_Task prompt_:
Please print every line from the one containing "the shared crate" through the last line of the records below, exactly as written and nothing more.
──────
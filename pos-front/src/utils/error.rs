//! Application-level error type

use crate::catalog::CatalogError;
use crate::session::SessionError;
use shared::error::{ErrorCategory, ErrorCode};
use thiserror::Error;

/// Errors surfaced by the front-of-house entry points
#[derive(Debug, Error)]
pub enum AppError {
    #[error(transparent)]
    Catalog(#[from] CatalogError),

    #[error(transparent)]
    Session(#[from] SessionError),

    #[error("Environment error: {0}")]
    Environment(String),
}

impl AppError {
    pub fn code(&self) -> ErrorCode {
        match self {
            AppError::Catalog(e) => e.code(),
            AppError::Session(e) => e.code(),
            AppError::Environment(_) => ErrorCode::InvalidRequest,
        }
    }

    pub fn category(&self) -> ErrorCategory {
        self.code().into()
    }
}

pub type AppResult<T> = Result<T, AppError>;

#[cfg(test)]
mod tests {
    use super::*;
    use shared::error::CartError;

    #[test]
    fn test_codes_pass_through() {
        let err = AppError::from(SessionError::Cart(CartError::EmptyOrder));
        assert_eq!(err.code(), ErrorCode::OrderEmpty);
        assert_eq!(err.category(), ErrorCategory::Order);
        assert_eq!(err.to_string(), "cannot confirm an empty order");

        let err = AppError::from(CatalogError::DuplicateId(4));
        assert_eq!(err.code(), ErrorCode::CatalogInvalid);
        assert_eq!(err.category(), ErrorCategory::Product);
    }
}
//! Common types for the shared crate

/// Timestamp type (Unix milliseconds)
pub type Timestamp = i64;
──────
_Written solution_:
//! Common types for the shared crate

/// Timestamp type (Unix milliseconds)
pub type Timestamp = i64;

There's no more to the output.